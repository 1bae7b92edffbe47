//! Ground-truth records read directly from the report text

use serde::{Deserialize, Serialize};

use crate::stated::{format_cents, parse_cents, Money, Stated};

/// Property identity block
#[derive(Debug, Clone, Default, PartialEq, Serialize, Deserialize)]
#[serde(rename_all = "camelCase")]
pub struct PropertyIdentity {
    pub address: Stated<String>,
    pub parcel_id: Stated<String>,
    pub effective_date: Stated<String>,
    pub proposed_loan_amount: Money,
    pub proposed_lender: Stated<String>,
}

impl PropertyIdentity {
    pub fn is_empty(&self) -> bool {
        !(self.address.is_value()
            || self.parcel_id.is_value()
            || self.effective_date.is_value()
            || self.proposed_loan_amount.is_value()
            || self.proposed_lender.is_value())
    }
}

#[derive(Debug, Clone, Copy, PartialEq, Eq, Serialize, Deserialize)]
#[serde(rename_all = "SCREAMING_SNAKE_CASE")]
pub enum InstallmentStatus {
    Paid,
    Open,
    Delinquent,
}

/// One secured-roll tax parcel
#[derive(Debug, Clone, Default, PartialEq, Serialize, Deserialize)]
#[serde(rename_all = "camelCase")]
pub struct TaxParcel {
    pub item_number: Option<u32>,
    pub tax_id: Stated<String>,
    pub fiscal_year: Stated<String>,
    pub first_installment_amount: Money,
    pub first_installment_status: Stated<InstallmentStatus>,
    pub second_installment_amount: Money,
    pub second_installment_status: Stated<InstallmentStatus>,
    pub penalty: Money,
    pub homeowner_exemption: Money,
    pub code_area: Stated<String>,
}

impl TaxParcel {
    /// Both installments as `(amount, status)` pairs
    pub fn installments(&self) -> [(&Money, &Stated<InstallmentStatus>); 2] {
        [
            (
                &self.first_installment_amount,
                &self.first_installment_status,
            ),
            (
                &self.second_installment_amount,
                &self.second_installment_status,
            ),
        ]
    }
}

#[derive(Debug, Clone, PartialEq, Eq, Serialize, Deserialize)]
#[serde(rename_all = "camelCase")]
pub struct RedemptionEntry {
    pub amount: Money,
    pub due_by: Stated<String>,
}

/// A prior-year tax default with its escalating redemption amounts
#[derive(Debug, Clone, Default, PartialEq, Serialize, Deserialize)]
#[serde(rename_all = "camelCase")]
pub struct TaxDefault {
    pub item_number: Option<u32>,
    pub default_number: Stated<String>,
    pub parcel_id: Option<String>,
    pub message: String,
    /// In source order
    pub redemption_schedule: Vec<RedemptionEntry>,
}

#[derive(Debug, Clone, Default, PartialEq, Serialize, Deserialize)]
#[serde(rename_all = "camelCase")]
pub struct OtherAssessment {
    pub item_number: Option<u32>,
    pub assessment_type: String,
    pub amount: Money,
    pub details: String,
}

/// A trustee substitution or beneficial-interest assignment
#[derive(Debug, Clone, Default, PartialEq, Serialize, Deserialize)]
#[serde(rename_all = "camelCase")]
pub struct ChainEntry {
    pub actor: Stated<String>,
    pub recording_number: Stated<String>,
    pub recording_date: Stated<String>,
}

/// A deed of trust and its chain of title
#[derive(Debug, Clone, Default, PartialEq, Serialize, Deserialize)]
#[serde(rename_all = "camelCase")]
pub struct LienRecord {
    /// Ordinal label: `1st`, `2nd`, ...
    pub position: String,
    pub item_number: Option<u32>,
    pub amount: Money,
    pub beneficiary: Stated<String>,
    pub trustor: Stated<String>,
    pub trustee: Stated<String>,
    pub dated: Stated<String>,
    pub recording_number: Stated<String>,
    pub recording_date: Stated<String>,
    pub substitutions: Vec<ChainEntry>,
    pub assignments: Vec<ChainEntry>,
    pub has_notice_of_default: bool,
    pub has_notice_of_trustee_sale: bool,
    pub sale_date: Stated<String>,
}

impl LienRecord {
    /// Fill fields this record does not state from another record of the same lien.
    ///
    /// Stated values on `self` always win.
    pub fn fill_gaps_from(&mut self, other: &LienRecord) {
        self.amount.fill_from(other.amount.clone());
        self.beneficiary.fill_from(other.beneficiary.clone());
        self.trustor.fill_from(other.trustor.clone());
        self.trustee.fill_from(other.trustee.clone());
        self.dated.fill_from(other.dated.clone());
        self.recording_number
            .fill_from(other.recording_number.clone());
        self.recording_date.fill_from(other.recording_date.clone());
        self.sale_date.fill_from(other.sale_date.clone());
        if self.substitutions.is_empty() {
            self.substitutions = other.substitutions.clone();
        }
        if self.assignments.is_empty() {
            self.assignments = other.assignments.clone();
        }
        self.has_notice_of_default |= other.has_notice_of_default;
        self.has_notice_of_trustee_sale |= other.has_notice_of_trustee_sale;
    }
}

#[derive(Debug, Clone, Copy, PartialEq, Eq, Serialize, Deserialize)]
#[serde(rename_all = "SCREAMING_SNAKE_CASE")]
pub enum HoaLienStatus {
    Delinquent,
    Recorded,
    Released,
}

#[derive(Debug, Clone, PartialEq, Serialize, Deserialize)]
#[serde(rename_all = "camelCase")]
pub struct HoaLien {
    pub item_number: Option<u32>,
    pub association_name: Stated<String>,
    pub amount: Money,
    pub status: HoaLienStatus,
    pub recording_number: Stated<String>,
    pub recording_date: Stated<String>,
}

#[derive(Debug, Clone, Copy, PartialEq, Eq, Serialize, Deserialize)]
#[serde(rename_all = "camelCase")]
pub enum ForeclosureNoticeType {
    UsRedemption,
    TrusteesDeedException,
    NoticeOfTrusteeSale,
}

#[derive(Debug, Clone, PartialEq, Serialize, Deserialize)]
#[serde(rename_all = "camelCase")]
pub struct ForeclosureNotice {
    pub item_number: Option<u32>,
    pub notice_type: ForeclosureNoticeType,
    pub sale_date: Stated<String>,
    pub sale_time: Stated<String>,
    pub sale_location: Stated<String>,
}

/// Root aggregate: one per analyzed document
#[derive(Debug, Clone, PartialEq, Serialize, Deserialize)]
#[serde(rename_all = "camelCase")]
pub struct ExtractedFacts {
    pub property: PropertyIdentity,
    pub tax_parcels: Vec<TaxParcel>,
    pub tax_defaults: Vec<TaxDefault>,
    pub other_assessments: Vec<OtherAssessment>,
    pub lien_records: Vec<LienRecord>,
    pub hoa_liens: Vec<HoaLien>,
    pub foreclosure_notices: Vec<ForeclosureNotice>,
    /// Derived; see [`ExtractedFacts::refresh_aggregates`]
    pub has_delinquent_taxes: bool,
    /// Derived; see [`ExtractedFacts::refresh_aggregates`]
    pub total_delinquent_amount: Money,
    /// Derived; see [`ExtractedFacts::refresh_aggregates`]
    pub total_redemption_amount: Money,
}

impl Default for ExtractedFacts {
    fn default() -> Self {
        Self {
            property: PropertyIdentity::default(),
            tax_parcels: Vec::new(),
            tax_defaults: Vec::new(),
            other_assessments: Vec::new(),
            lien_records: Vec::new(),
            hoa_liens: Vec::new(),
            foreclosure_notices: Vec::new(),
            has_delinquent_taxes: false,
            total_delinquent_amount: Stated::Value(format_cents(0)),
            total_redemption_amount: Stated::Value(format_cents(0)),
        }
    }
}

/// Sum of money literals; `UNCLEAR` as soon as one addend is not a literal
fn sum_money<'a>(amounts: impl IntoIterator<Item = &'a Money>) -> Money {
    let mut cents = 0u64;
    for amount in amounts {
        match amount.value().and_then(|a| parse_cents(a)) {
            Some(value) => cents = cents.saturating_add(value),
            None => return Stated::Unclear,
        }
    }
    Stated::Value(format_cents(cents))
}

impl ExtractedFacts {
    /// Recompute the derived tax aggregates from the parcel and default lists.
    ///
    /// `totalDelinquentAmount` sums exactly the `DELINQUENT` installments.
    /// `totalRedemptionAmount` sums the first (earliest) redemption amount of
    /// each default. A total with any addend that is not a money literal is
    /// `UNCLEAR`; the delinquent flag still reflects the status alone.
    pub fn refresh_aggregates(&mut self) {
        let delinquent: Vec<&Money> = self
            .tax_parcels
            .iter()
            .flat_map(|parcel| parcel.installments())
            .filter(|(_, status)| status.value() == Some(&InstallmentStatus::Delinquent))
            .map(|(amount, _)| amount)
            .collect();

        let redemption: Vec<&Money> = self
            .tax_defaults
            .iter()
            .filter_map(|d| d.redemption_schedule.first())
            .map(|entry| &entry.amount)
            .collect();

        self.has_delinquent_taxes = !delinquent.is_empty();
        self.total_delinquent_amount = sum_money(delinquent);
        self.total_redemption_amount = sum_money(redemption);
    }

    pub fn is_empty(&self) -> bool {
        self.property.is_empty()
            && self.tax_parcels.is_empty()
            && self.tax_defaults.is_empty()
            && self.other_assessments.is_empty()
            && self.lien_records.is_empty()
            && self.hoa_liens.is_empty()
            && self.foreclosure_notices.is_empty()
    }
}
//! Summary section parser: the "Top Closing Risks" list plus free narrative

use lazy_static::lazy_static;
use prelim_types::{ClosingRisk, Severity, Stated, SummaryView};
use regex::Regex;

use crate::patterns::{contains_any, stated_text};

lazy_static! {
    /// `1. `, `1) `, `- `, `* `, `• ` at line start
    static ref LIST_MARKER: Regex = Regex::new(r"^\s*(?:\d{1,2}[.)]|[-*•])\s+").unwrap();
}

/// Phrases that mark a risk as closing-blocking
const BLOCKER_PHRASES: &[&str] = &[
    "blocker",
    "cannot close",
    "can't close",
    "cannot insure",
    "will not insure",
    "prevent closing",
    "prevents closing",
    "stop closing",
    "must be resolved before closing",
    "must be cleared before closing",
    "before closing can proceed",
];

/// Documents the title company will not insure without
const MANDATORY_DOCUMENTS: &[&str] = &[
    "statement of information",
    "statements of information",
    "certification of trust",
    "certificate of trust",
    "trust certification",
    "operating agreement",
    "resolution",
    "revivor",
    "spousal joinder",
];

fn risk_severity(body: &str) -> Severity {
    let lower = body.to_lowercase();
    if contains_any(&lower, BLOCKER_PHRASES) || contains_any(&lower, MANDATORY_DOCUMENTS) {
        Severity::Blocker
    } else {
        Severity::Material
    }
}

const RISK_KEY_CHARS: usize = 40;

fn is_risks_heading(line: &str) -> bool {
    let lower = line.to_lowercase();
    lower.contains("closing risks") && !LIST_MARKER.is_match(line)
}

/// Split a risk line on the first em or en dash (or a spaced hyphen)
fn split_risk(text: &str) -> (String, Stated<String>) {
    for separator in [" — ", "—", " – ", "–", " - "] {
        if let Some((title, explanation)) = text.split_once(separator) {
            return (title.trim().to_string(), stated_text(Some(explanation)));
        }
    }
    (text.trim().to_string(), Stated::NotStated)
}

/// Lowercased alphanumeric prefix used to detect repeated risks
fn risk_key(text: &str) -> String {
    let normalized: String = text
        .to_lowercase()
        .chars()
        .map(|c| if c.is_alphanumeric() { c } else { ' ' })
        .collect();
    normalized
        .split_whitespace()
        .collect::<Vec<_>>()
        .join(" ")
        .chars()
        .take(RISK_KEY_CHARS)
        .collect()
}

pub fn parse_summary(content: &str) -> SummaryView {
    let mut risks: Vec<ClosingRisk> = Vec::new();
    let mut seen: Vec<String> = Vec::new();
    let mut narrative_lines: Vec<&str> = Vec::new();
    let mut in_block = false;

    for line in content.lines() {
        if is_risks_heading(line) {
            in_block = true;
            continue;
        }
        if in_block {
            if let Some(marker) = LIST_MARKER.find(line) {
                let body = line[marker.end()..].replace("**", "");
                let key = risk_key(&body);
                if key.is_empty() || seen.contains(&key) {
                    continue;
                }
                let severity = risk_severity(&body);
                let (title, explanation) = split_risk(&body);
                seen.push(key);
                risks.push(ClosingRisk {
                    title,
                    explanation,
                    severity,
                });
                continue;
            }
            if line.trim().is_empty() {
                continue;
            }
            // Indented text continues the previous risk
            if line.starts_with([' ', '\t']) {
                if let Some(last) = risks.last_mut() {
                    let extra = line.trim().replace("**", "");
                    last.explanation = match &last.explanation {
                        Stated::Value(v) => Stated::Value(format!("{} {}", v, extra)),
                        _ => Stated::Value(extra),
                    };
                    continue;
                }
            }
            in_block = false;
        }
        narrative_lines.push(line);
    }

    SummaryView {
        risks,
        narrative: paragraphs(&narrative_lines),
    }
}

/// Re-join lines into trimmed paragraphs separated by one blank line
fn paragraphs(lines: &[&str]) -> String {
    let mut out: Vec<String> = Vec::new();
    let mut current: Vec<&str> = Vec::new();
    for line in lines {
        if line.trim().is_empty() {
            if !current.is_empty() {
                out.push(current.join("\n"));
                current.clear();
            }
        } else {
            current.push(line.trim_end());
        }
    }
    if !current.is_empty() {
        out.push(current.join("\n"));
    }
    out.join("\n\n")
}

#[cfg(test)]
mod tests {
    use super::*;
    use pretty_assertions::assert_eq;

    const SUMMARY: &str = "\
Title is vested in John Doe, a single man.

**Top Closing Risks:**
1. Delinquent taxes — second installment is delinquent and must be resolved before closing.
2. Two open deeds of trust – payoff demands needed from both lenders.
3. Delinquent taxes — second installment is delinquent; repeated later in the report.

Overall the file is workable with lender cooperation.";

    #[test]
    fn test_risks_are_split_and_ranked() {
        let view = parse_summary(SUMMARY);
        assert_eq!(view.risks.len(), 2);
        assert_eq!(view.risks[0].title, "Delinquent taxes");
        assert_eq!(view.risks[0].severity, Severity::Blocker);
        assert_eq!(view.risks[1].title, "Two open deeds of trust");
        assert_eq!(
            view.risks[1].explanation,
            Stated::Value("payoff demands needed from both lenders.".to_string())
        );
        assert_eq!(view.risks[1].severity, Severity::Material);
    }

    #[test]
    fn test_prefix_dedupe_uses_forty_chars() {
        let a = "Delinquent taxes — second installment is delinquent";
        let b = "Delinquent taxes — duplicate wording";
        assert_ne!(risk_key(a), risk_key(b));
        assert_eq!(
            risk_key("Delinquent taxes — second installment is delinquent and more"),
            risk_key("Delinquent  taxes - second installment is delinquent, really")
        );
    }

    #[test]
    fn test_other_paragraphs_become_narrative() {
        let view = parse_summary(SUMMARY);
        assert_eq!(
            view.narrative,
            "Title is vested in John Doe, a single man.\n\nOverall the file is workable with lender cooperation."
        );
    }

    #[test]
    fn test_risk_without_dash_has_no_explanation() {
        let view = parse_summary("Top Closing Risks\n- HOA lien recorded");
        assert_eq!(view.risks[0].title, "HOA lien recorded");
        assert_eq!(view.risks[0].explanation, Stated::NotStated);
    }

    #[test]
    fn test_mandatory_documents_rank_as_blockers() {
        let view = parse_summary(
            "Top Closing Risks\n1. Statement of Information required — name search shows judgments against a similar name.\n2. Trust certification missing — trustee authority not shown.\n3. Payoff demand outstanding — lender has not responded.",
        );
        let severities: Vec<_> = view.risks.iter().map(|r| r.severity).collect();
        assert_eq!(
            severities,
            vec![Severity::Blocker, Severity::Blocker, Severity::Material]
        );
    }

    #[test]
    fn test_no_risk_block() {
        let view = parse_summary("Clean title. Nothing of note.");
        assert!(view.risks.is_empty());
        assert_eq!(view.narrative, "Clean title. Nothing of note.");
    }
}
======
## ACTION ITEM
Scan the data above and copy each line containing the word "insure".

## SOLVED EXERCISE
    "cannot insure",
    "will not insure",
/// Documents the title company will not insure without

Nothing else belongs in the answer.